## DESCRIPTION OF THE TASK
Where the string "matrices" occurs in a line of the data below, that line should be copied.

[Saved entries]
----

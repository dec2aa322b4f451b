//! Conversions between the `ndarray` matrices of the public API and the `nalgebra`
//! matrices used by the decompositions.

use nalgebra::DMatrix;
use ndarray::Array2;

use super::error::AnalysisError;

/// Tolerance passed to the iterative decompositions.
pub(crate) const DECOMPOSITION_EPS: f64 = f64::EPSILON;

/// Iteration cap for Schur, symmetric eigen and SVD routines.
pub(crate) const MAX_ITERATIONS: usize = 10_000;

pub(crate) fn to_nalgebra(matrix: &Array2<f64>) -> DMatrix<f64> {
    let (rows, cols) = matrix.dim();
    DMatrix::from_fn(rows, cols, |i, j| matrix[[i, j]])
}

pub(crate) fn to_ndarray(matrix: &DMatrix<f64>) -> Array2<f64> {
    Array2::from_shape_fn((matrix.nrows(), matrix.ncols()), |(i, j)| matrix[(i, j)])
}

/// Fails unless `matrix` is a non-empty square matrix with finite entries.
pub(crate) fn check_square(matrix: &Array2<f64>, name: &str) -> Result<(), AnalysisError> {
    let (rows, cols) = matrix.dim();
    if rows == 0 || rows != cols {
        return Err(AnalysisError::InvalidArgument(format!(
            "{name} must be a non-empty square matrix, got {rows}x{cols}"
        )));
    }

    if matrix.iter().any(|v| !v.is_finite()) {
        return Err(AnalysisError::InvalidArgument(format!(
            "{name} contains non-finite entries"
        )));
    }

    Ok(())
}

#[cfg(test)]
mod tests {
    use ndarray::array;

    use super::*;

    #[test]
    fn test_conversion_preserves_layout() {
        let m = array![[1.0, 2.0, 3.0], [4.0, 5.0, 6.0]];
        let converted = to_nalgebra(&m);
        assert_eq!(converted[(0, 2)], 3.0);
        assert_eq!(converted[(1, 0)], 4.0);
        assert_eq!(to_ndarray(&converted), m);
    }

    #[test]
    fn test_check_square() {
        assert!(check_square(&array![[1.0, 2.0]], "m").is_err());
        assert!(check_square(&Array2::zeros((0, 0)), "m").is_err());
        assert!(check_square(&array![[f64::NAN]], "m").is_err());
        assert!(check_square(&array![[1.0]], "m").is_ok());
    }
}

----

## ANSWER BOX
//! Conversions between the `ndarray` matrices of the public API and the `nalgebra`
//! matrices used by the decompositions.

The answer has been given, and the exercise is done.